Upload README.md with huggingface_hub

50998e8 verified about 2 hours ago

11.5 kB

license: apache-2.0
base_model: poolside/Laguna-XS.2
pipeline_tag: text-generation
tags:
  - laguna
  - laguna-xs.2
  - poolside
  - moe
  - speculative-decoding
  - dflash
  - inference
  - vllm
  - lossless

Lean Laguna — Laguna XS.2 + DFlash, lossless single-GPU speedup

Project: Lean Laguna — making Laguna XS.2 cheaper to run and to post-train on a single GPU.

One-line claim: Laguna XS.2 generates 2.76× faster on a single GPU — 19.6 → 54.2 tokens/sec — with byte-identical greedy output (0 / 14 mismatches) on a mixed-difficulty code set (2.47× corroborated on a trivial set; lossless in both) vs the no-speculator baseline.

Speculative decoding with Poolside's DFlash speculator on Laguna XS.2, served in vLLM on one GPU. The throughput win is measured; the output is provably lossless under greedy decoding (token-for-token identical to baseline) and distribution-preserving under sampling.

Unlike lossy compression — expert pruning or low-bit quantization, which trade output fidelity for a smaller footprint — this approach changes nothing about what the model emits: it cuts the number of expensive forward passes, not the model itself. Lossless speed, not a smaller-but-different model.

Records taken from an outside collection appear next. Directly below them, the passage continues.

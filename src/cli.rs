//! Argument grammar of the backfill binary.
//!
//! Three forms: no arguments (the last week through today), a single
//! integer (that many days back through today), or an explicit
//! `start end` pair of `YYYY-MM-DD` dates. Anything else is a usage error
//! the binary exits on immediately.

use board_core::{dates, window_start};
use chrono::NaiveDate;

pub const USAGE: &str =
    "Usage: botboard-backfill [days_back] | botboard-backfill <start_date> <end_date> (dates as YYYY-MM-DD)";

/// Default span covered when invoked with no arguments.
const DEFAULT_DAYS_BACK: u32 = 7;

/// Upper bound on `days_back`. The event archive only reaches back to 2011,
/// so anything past this is an operator typo, not a real backfill.
const MAX_DAYS_BACK: u32 = 10_000;

/// Resolve CLI arguments into an inclusive backfill range.
pub fn parse_range(args: &[String], today: NaiveDate) -> Result<(NaiveDate, NaiveDate), String> {
    match args {
        [] => Ok((window_start(today, DEFAULT_DAYS_BACK), today)),
        [days_back] => {
            let days: u32 = days_back
                .parse()
                .map_err(|_| format!("Invalid days_back '{}'\n{}", days_back, USAGE))?;
            if days > MAX_DAYS_BACK {
                return Err(format!(
                    "days_back {} exceeds the maximum of {}\n{}",
                    days, MAX_DAYS_BACK, USAGE
                ));
            }
            Ok((window_start(today, days), today))
        }
        [start, end] => {
            let start = dates::parse_date(start)
                .map_err(|_| format!("Invalid date format. Use YYYY-MM-DD\n{}", USAGE))?;
            let end = dates::parse_date(end)
                .map_err(|_| format!("Invalid date format. Use YYYY-MM-DD\n{}", USAGE))?;
            if end < start {
                return Err(format!(
                    "End date {} precedes start date {}\n{}",
                    end, start, USAGE
                ));
            }
            Ok((start, end))
        }
        _ => Err(USAGE.to_string()),
    }
}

Submission for the Poolside Research Hackathon — Foundations track (poolside-laguna-hackathon HF org).

Goal & judging criteria

Meaningfully improve Laguna XS.2, either by: expanding model use cases (computer use, multi-agent coordination, evaluation design); or reducing cost & latency (optimizations, speed, quantization). For: an economically valuable task (a function/application); or any novel research idea. Scored on: GENERALISABILITY · REPRODUCIBILITY · TECHNICAL CONTRIBUTIONS.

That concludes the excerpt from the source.